Exercise requirements »
Output the number of lines in the entries below with the string "struct" in them, and nothing further.

Material provided »

// ABOUTME: Route handlers for client management
// ABOUTME: Client CRUD plus emailing a stored plan to the client
//
// SPDX-License-Identifier: MIT OR Apache-2.0
// Copyright (c) 2025 SmartGains

use axum::extract::{Path, State};
use axum::http::{HeaderMap, StatusCode};
use axum::response::{IntoResponse, Response};
use axum::routing::{delete, get, post, put};
use axum::{Json, Router};
use serde::Deserialize;
use std::sync::Arc;
use tracing::info;

use super::{authenticate, ServerResources};
use crate::database::clients::{ClientsManager, UpsertClientRequest};
use crate::database::plans::{PlanKind, PlansManager};
use crate::errors::AppError;

/// Request to check for an existing client before adding
#[derive(Debug, Deserialize)]
pub struct CheckClientRequest {
    pub first_name: String,
    pub last_name: String,
    pub email: Option<String>,
}

/// Request to email a stored plan to its client
#[derive(Debug, Deserialize)]
pub struct EmailPlanRequest {
    pub client_id: i64,
    pub plan_type: String,
    pub plan_id: i64,
}

/// Client routes handler
pub struct ClientsRoutes;

impl ClientsRoutes {
    /// Create all client routes
    pub fn routes(resources: Arc<ServerResources>) -> Router {
        Router::new()
            .route("/api/add_client", post(Self::handle_create))
            .route("/api/check_client", post(Self::handle_check))
            .route("/api/existing_clients", get(Self::handle_list))
            .route("/api/current_client/:id", get(Self::handle_get))
            .route("/api/update_client_data/:id", put(Self::handle_update))
            .route("/api/delete_client/:id", delete(Self::handle_delete))
            .route("/api/email_plan_to_client", post(Self::handle_email_plan))
            .with_state(resources)
    }

    fn manager(resources: &Arc<ServerResources>) -> ClientsManager {
        ClientsManager::new(resources.database.pool().clone())
    }

    /// Handle POST /api/add_client
    async fn handle_create(
        State(resources): State<Arc<ServerResources>>,
        headers: HeaderMap,
        Json(body): Json<UpsertClientRequest>,
    ) -> Result<Response, AppError> {
        let auth = authenticate(&headers, &resources)?;

        if body.first_name.trim().is_empty() || body.last_name.trim().is_empty() {
            return Err(AppError::missing_field("first_name/last_name"));
        }

        let manager = Self::manager(&resources);
        let client = manager.create(auth.trainer_id, &body).await?;

        info!(client_id = client.id, trainer_id = auth.trainer_id, "client added");
        Ok((StatusCode::CREATED, Json(client)).into_response())
    }

    /// Handle POST /api/check_client - duplicate check before adding
    async fn handle_check(
        State(resources): State<Arc<ServerResources>>,
        headers: HeaderMap,
        Json(body): Json<CheckClientRequest>,
    ) -> Result<Response, AppError> {
        let auth = authenticate(&headers, &resources)?;

        let manager = Self::manager(&resources);
        let exists = manager
            .exists(
                auth.trainer_id,
                body.first_name.trim(),
                body.last_name.trim(),
                body.email.as_deref(),
            )
            .await?;

        Ok((StatusCode::OK, Json(serde_json::json!({ "exists": exists }))).into_response())
    }

    /// Handle GET /api/existing_clients
    async fn handle_list(
        State(resources): State<Arc<ServerResources>>,
        headers: HeaderMap,
    ) -> Result<Response, AppError> {
        let auth = authenticate(&headers, &resources)?;

        let manager = Self::manager(&resources);
        let clients = manager.list_by_trainer(auth.trainer_id).await?;

        Ok((StatusCode::OK, Json(serde_json::json!({ "clients": clients }))).into_response())
    }

    /// Handle GET /api/current_client/:id
    async fn handle_get(
        State(resources): State<Arc<ServerResources>>,
        headers: HeaderMap,
        Path(client_id): Path<i64>,
    ) -> Result<Response, AppError> {
        let auth = authenticate(&headers, &resources)?;

        let manager = Self::manager(&resources);
        let client = manager
            .get(client_id)
            .await?
            .filter(|client| client.trainer_id == auth.trainer_id)
            .ok_or_else(|| AppError::not_found(format!("Client {client_id}")))?;

        Ok((StatusCode::OK, Json(client)).into_response())
    }

    /// Handle PUT /api/update_client_data/:id
    async fn handle_update(
        State(resources): State<Arc<ServerResources>>,
        headers: HeaderMap,
        Path(client_id): Path<i64>,
        Json(body): Json<UpsertClientRequest>,
    ) -> Result<Response, AppError> {
        let auth = authenticate(&headers, &resources)?;

        let manager = Self::manager(&resources);
        let client = manager
            .update(client_id, auth.trainer_id, &body)
            .await?
            .ok_or_else(|| AppError::not_found(format!("Client {client_id}")))?;

        Ok((StatusCode::OK, Json(client)).into_response())
    }

    /// Handle DELETE /api/delete_client/:id
    async fn handle_delete(
        State(resources): State<Arc<ServerResources>>,
        headers: HeaderMap,
        Path(client_id): Path<i64>,
    ) -> Result<Response, AppError> {
        let auth = authenticate(&headers, &resources)?;

        let manager = Self::manager(&resources);
        let deleted = manager.delete(client_id, auth.trainer_id).await?;
        if !deleted {
            return Err(AppError::not_found(format!("Client {client_id}")));
        }

        info!(client_id, trainer_id = auth.trainer_id, "client deleted");
        Ok((StatusCode::NO_CONTENT, ()).into_response())
    }

    /// Handle POST /api/email_plan_to_client
    async fn handle_email_plan(
        State(resources): State<Arc<ServerResources>>,
        headers: HeaderMap,
        Json(body): Json<EmailPlanRequest>,
    ) -> Result<Response, AppError> {
        let auth = authenticate(&headers, &resources)?;

        let clients = Self::manager(&resources);
        let client = clients
            .get(body.client_id)
            .await?
            .filter(|client| client.trainer_id == auth.trainer_id)
            .ok_or_else(|| AppError::not_found(format!("Client {}", body.client_id)))?;

        let client_email = client
            .email
            .as_deref()
            .ok_or_else(|| AppError::invalid_input("Client has no email address on file"))?;

        let kind = PlanKind::parse(&body.plan_type)?;
        let plans = PlansManager::new(resources.database.pool().clone());
        let plan = plans
            .get(kind, body.plan_id)
            .await?
            .filter(|plan| plan.client_id == client.id)
            .ok_or_else(|| AppError::not_found(format!("Plan {}", body.plan_id)))?;

        let client_name = format!("{} {}", client.first_name, client.last_name);
        let trainer_name = format!(
            "{} {}",
            client.trainer_first_name.as_deref().unwrap_or_default(),
            client.trainer_last_name.as_deref().unwrap_or_default()
        );

        resources
            .email
            .send_plan(client_email, &client_name, trainer_name.trim(), &plan.name, &plan.details)
            .await?;

        Ok((StatusCode::OK, Json(serde_json::json!({ "success": true }))).into_response())
    }
}
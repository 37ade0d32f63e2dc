// ABOUTME: Integration tests for the effective-question resolution over stored rows
// ABOUTME: Exercises merge semantics, source tagging, and context filters end to end
//
// SPDX-License-Identifier: MIT OR Apache-2.0
// Copyright (c) 2025 SmartGains

#![allow(missing_docs, clippy::unwrap_used)]

mod common;

use common::{create_test_db, seed_trainer};
use smartgains_server::database::questions::{
    CreateGlobalQuestionRequest, OverlayAction, QuestionType, QuestionsManager,
    UpsertOverlayRequest,
};
use smartgains_server::intake::{QuestionFilter, QuestionSource};

async fn seed_catalog(manager: &QuestionsManager) -> (i64, i64) {
    let g1 = manager
        .create_global(&CreateGlobalQuestionRequest {
            question_text: "Any injuries?".to_owned(),
            question_type: QuestionType::Text,
            options: None,
            category: "health".to_owned(),
            is_default: true,
            template: Some("intake_v2".to_owned()),
        })
        .await
        .unwrap();
    let g2 = manager
        .create_global(&CreateGlobalQuestionRequest {
            question_text: "What are your goals?".to_owned(),
            question_type: QuestionType::Textarea,
            options: None,
            category: "goals".to_owned(),
            is_default: false,
            template: None,
        })
        .await
        .unwrap();
    (g1.id, g2.id)
}

#[tokio::test]
async fn test_resolve_without_overlays() {
    let db = create_test_db().await;
    let trainer_id = seed_trainer(&db, "coach@smartgains.app").await;
    let manager = QuestionsManager::new(db.pool().clone());
    let (g1, g2) = seed_catalog(&manager).await;

    let resolved = manager
        .resolve_for_trainer(trainer_id, &QuestionFilter::default())
        .await
        .unwrap();

    assert_eq!(resolved.len(), 2);
    assert_eq!(resolved[0].key.to_string(), format!("global_{g1}"));
    assert_eq!(resolved[1].key.to_string(), format!("global_{g2}"));
    assert!(resolved
        .iter()
        .all(|q| q.question_source == QuestionSource::Global));
}

#[tokio::test]
async fn test_resolve_category_filter() {
    let db = create_test_db().await;
    let trainer_id = seed_trainer(&db, "coach@smartgains.app").await;
    let manager = QuestionsManager::new(db.pool().clone());
    seed_catalog(&manager).await;

    let resolved = manager
        .resolve_for_trainer(
            trainer_id,
            &QuestionFilter {
                category: Some("health".to_owned()),
                ..Default::default()
            },
        )
        .await
        .unwrap();

    assert_eq!(resolved.len(), 1);
    assert_eq!(resolved[0].question_text, "Any injuries?");
}

#[tokio::test]
async fn test_edit_overrides_global_verbatim() {
    let db = create_test_db().await;
    let trainer_id = seed_trainer(&db, "coach@smartgains.app").await;
    let manager = QuestionsManager::new(db.pool().clone());
    let (g1, _) = seed_catalog(&manager).await;

    manager
        .upsert_overlay(
            trainer_id,
            &UpsertOverlayRequest {
                global_question_id: Some(g1),
                action: OverlayAction::Edit,
                question_text: "Injuries or recent surgeries?".to_owned(),
                question_type: QuestionType::Textarea,
                options: None,
                category: "health".to_owned(),
                template: None,
            },
        )
        .await
        .unwrap();

    let resolved = manager
        .resolve_for_trainer(trainer_id, &QuestionFilter::default())
        .await
        .unwrap();

    let edited = resolved
        .iter()
        .find(|q| q.key.to_string() == format!("global_{g1}"))
        .unwrap();
    assert_eq!(edited.question_text, "Injuries or recent surgeries?");
    assert_eq!(edited.question_type, QuestionType::Textarea);
    assert_eq!(edited.question_source, QuestionSource::Trainer);
}

#[tokio::test]
async fn test_trainer_addition_with_template_filter() {
    let db = create_test_db().await;
    let trainer_id = seed_trainer(&db, "coach@smartgains.app").await;
    let manager = QuestionsManager::new(db.pool().clone());

    let added = manager
        .upsert_overlay(
            trainer_id,
            &UpsertOverlayRequest {
                global_question_id: None,
                action: OverlayAction::Add,
                question_text: "Injury history?".to_owned(),
                question_type: QuestionType::Textarea,
                options: None,
                category: "health".to_owned(),
                template: Some("intake_v2".to_owned()),
            },
        )
        .await
        .unwrap();

    let matching = manager
        .resolve_for_trainer(
            trainer_id,
            &QuestionFilter {
                template: Some("intake_v2".to_owned()),
                ..Default::default()
            },
        )
        .await
        .unwrap();
    let added_question = matching
        .iter()
        .find(|q| q.key.to_string() == format!("trainer_{}", added.id))
        .unwrap();
    assert_eq!(added_question.question_source, QuestionSource::Trainer);

    let other = manager
        .resolve_for_trainer(
            trainer_id,
            &QuestionFilter {
                template: Some("other".to_owned()),
                ..Default::default()
            },
        )
        .await
        .unwrap();
    assert!(other
        .iter()
        .all(|q| q.key.to_string() != format!("trainer_{}", added.id)));
}

#[tokio::test]
async fn test_resolution_idempotent_without_writes() {
    let db = create_test_db().await;
    let trainer_id = seed_trainer(&db, "coach@smartgains.app").await;
    let manager = QuestionsManager::new(db.pool().clone());
    let (g1, _) = seed_catalog(&manager).await;

    manager
        .upsert_overlay(
            trainer_id,
            &UpsertOverlayRequest {
                global_question_id: Some(g1),
                action: OverlayAction::Delete,
                question_text: String::new(),
                question_type: QuestionType::Text,
                options: None,
                category: "health".to_owned(),
                template: None,
            },
        )
        .await
        .unwrap();

    let first = manager
        .resolve_for_trainer(trainer_id, &QuestionFilter::default())
        .await
        .unwrap();
    let second = manager
        .resolve_for_trainer(trainer_id, &QuestionFilter::default())
        .await
        .unwrap();

    let render = |qs: &[smartgains_server::intake::EffectiveQuestion]| {
        qs.iter()
            .map(|q| (q.key.to_string(), q.question_text.clone()))
            .collect::<Vec<_>>()
    };
    assert_eq!(render(&first), render(&second));
}

#[tokio::test]
async fn test_ordering_globals_then_additions() {
    let db = create_test_db().await;
    let trainer_id = seed_trainer(&db, "coach@smartgains.app").await;
    let manager = QuestionsManager::new(db.pool().clone());
    let (g1, g2) = seed_catalog(&manager).await;

    let added = manager
        .upsert_overlay(
            trainer_id,
            &UpsertOverlayRequest {
                global_question_id: None,
                action: OverlayAction::Add,
                question_text: "Anything else?".to_owned(),
                question_type: QuestionType::Text,
                options: None,
                category: "general".to_owned(),
                template: None,
            },
        )
        .await
        .unwrap();

    let resolved = manager
        .resolve_for_trainer(trainer_id, &QuestionFilter::default())
        .await
        .unwrap();

    let keys: Vec<String> = resolved.iter().map(|q| q.key.to_string()).collect();
    assert_eq!(
        keys,
        vec![
            format!("global_{g1}"),
            format!("global_{g2}"),
            format!("trainer_{}", added.id),
        ]
    );
}
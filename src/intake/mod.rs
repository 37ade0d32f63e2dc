// ABOUTME: Question-overlay resolution for trainer intake forms
// ABOUTME: Merges the global question catalog with per-trainer add/edit/delete overlays
//
// SPDX-License-Identifier: MIT OR Apache-2.0
// Copyright (c) 2025 SmartGains

//! # Intake question resolution
//!
//! Every trainer sees the platform's global question catalog through their own
//! overlay rows: a global question can be hidden (`delete`), replaced in place
//! (`edit`), or supplemented with trainer-original questions (`add`). The
//! resolver in this module performs that merge purely over already-fetched
//! rows; it never touches storage and never mutates the catalog.

mod resolver;

pub use resolver::{resolve, EffectiveQuestion, QuestionFilter, QuestionKey, QuestionSource};
// ABOUTME: Database operations for the assessment catalog and client submissions
// ABOUTME: Client assessments carry a free-form JSON payload consumed by plan generation
//
// SPDX-License-Identifier: MIT OR Apache-2.0
// Copyright (c) 2025 SmartGains

use chrono::{DateTime, Utc};
use serde::{Deserialize, Serialize};
use sqlx::{sqlite::SqliteRow, Row, SqlitePool};

use super::trainers::parse_timestamp;
use crate::errors::{AppError, AppResult};
use crate::plans::AssessmentFinding;

/// A platform-wide assessment definition (flexibility test, beginner
/// strength screen, ...)
#[derive(Debug, Clone, Serialize, Deserialize)]
pub struct GlobalAssessment {
    pub id: i64,
    pub name: String,
    pub category: Option<String>,
    pub created_at: DateTime<Utc>,
}

/// A client's submitted assessment with its raw input payload
#[derive(Debug, Clone, Serialize, Deserialize)]
pub struct ClientAssessment {
    pub id: i64,
    pub client_id: i64,
    pub assessment_id: i64,
    pub input_data: serde_json::Value,
    pub created_at: DateTime<Utc>,
    pub updated_at: DateTime<Utc>,
}

/// Assessment database operations manager
pub struct AssessmentsManager {
    pool: SqlitePool,
}

impl AssessmentsManager {
    /// Create a new assessments manager
    #[must_use]
    pub const fn new(pool: SqlitePool) -> Self {
        Self { pool }
    }

    /// Create a catalog assessment (platform admin flow)
    ///
    /// # Errors
    ///
    /// Returns an error if the database operation fails
    pub async fn create_global(
        &self,
        name: &str,
        category: Option<&str>,
    ) -> AppResult<GlobalAssessment> {
        let now = Utc::now();

        let result =
            sqlx::query("INSERT INTO global_assessments (name, category, created_at) VALUES ($1, $2, $3)")
                .bind(name)
                .bind(category)
                .bind(now.to_rfc3339())
                .execute(&self.pool)
                .await
                .map_err(|e| AppError::database(format!("Failed to create assessment: {e}")))?;

        Ok(GlobalAssessment {
            id: result.last_insert_rowid(),
            name: name.to_owned(),
            category: category.map(str::to_owned),
            created_at: now,
        })
    }

    /// List the assessment catalog
    ///
    /// # Errors
    ///
    /// Returns an error if the database operation fails
    pub async fn list_global(&self) -> AppResult<Vec<GlobalAssessment>> {
        let rows = sqlx::query("SELECT * FROM global_assessments ORDER BY id")
            .fetch_all(&self.pool)
            .await
            .map_err(|e| AppError::database(format!("Failed to list assessments: {e}")))?;

        rows.iter().map(row_to_global_assessment).collect()
    }

    /// Record a client's assessment submission
    ///
    /// # Errors
    ///
    /// Returns an error if the database operation fails
    pub async fn save_client_assessment(
        &self,
        client_id: i64,
        assessment_id: i64,
        input_data: &serde_json::Value,
    ) -> AppResult<ClientAssessment> {
        let now = Utc::now();
        let payload = serde_json::to_string(input_data)?;

        let result = sqlx::query(
            r"
            INSERT INTO client_assessments (client_id, assessment_id, input_data, created_at, updated_at)
            VALUES ($1, $2, $3, $4, $4)
            ",
        )
        .bind(client_id)
        .bind(assessment_id)
        .bind(&payload)
        .bind(now.to_rfc3339())
        .execute(&self.pool)
        .await
        .map_err(|e| AppError::database(format!("Failed to save client assessment: {e}")))?;

        Ok(ClientAssessment {
            id: result.last_insert_rowid(),
            client_id,
            assessment_id,
            input_data: input_data.clone(),
            created_at: now,
            updated_at: now,
        })
    }

    /// List a client's submissions, oldest first
    ///
    /// # Errors
    ///
    /// Returns an error if the database operation fails
    pub async fn list_by_client(&self, client_id: i64) -> AppResult<Vec<ClientAssessment>> {
        let rows = sqlx::query("SELECT * FROM client_assessments WHERE client_id = $1 ORDER BY id")
            .bind(client_id)
            .fetch_all(&self.pool)
            .await
            .map_err(|e| AppError::database(format!("Failed to list client assessments: {e}")))?;

        rows.iter().map(row_to_client_assessment).collect()
    }

    /// A client's submissions joined with their catalog names, shaped for
    /// the plan-generation prompt
    ///
    /// # Errors
    ///
    /// Returns an error if the database operation fails
    pub async fn findings_for_client(&self, client_id: i64) -> AppResult<Vec<AssessmentFinding>> {
        let rows = sqlx::query(
            r"
            SELECT ca.input_data, ga.name AS assessment_name
            FROM client_assessments ca
            JOIN global_assessments ga ON ca.assessment_id = ga.id
            WHERE ca.client_id = $1
            ORDER BY ca.id
            ",
        )
        .bind(client_id)
        .fetch_all(&self.pool)
        .await
        .map_err(|e| AppError::database(format!("Failed to load assessment findings: {e}")))?;

        rows.iter()
            .map(|row| {
                let raw: String = row.get("input_data");
                Ok(AssessmentFinding {
                    assessment_name: row.get("assessment_name"),
                    input_data: serde_json::from_str(&raw)?,
                })
            })
            .collect()
    }
}

/// Convert a database row to a `GlobalAssessment`
fn row_to_global_assessment(row: &SqliteRow) -> AppResult<GlobalAssessment> {
    let created_at: String = row.get("created_at");

    Ok(GlobalAssessment {
        id: row.get("id"),
        name: row.get("name"),
        category: row.get("category"),
        created_at: parse_timestamp(&created_at)?,
    })
}

/// Convert a database row to a `ClientAssessment`
fn row_to_client_assessment(row: &SqliteRow) -> AppResult<ClientAssessment> {
    let raw: String = row.get("input_data");
    let created_at: String = row.get("created_at");
    let updated_at: String = row.get("updated_at");

    Ok(ClientAssessment {
        id: row.get("id"),
        client_id: row.get("client_id"),
        assessment_id: row.get("assessment_id"),
        input_data: serde_json::from_str(&raw)?,
        created_at: parse_timestamp(&created_at)?,
        updated_at: parse_timestamp(&updated_at)?,
    })
}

The answer »
6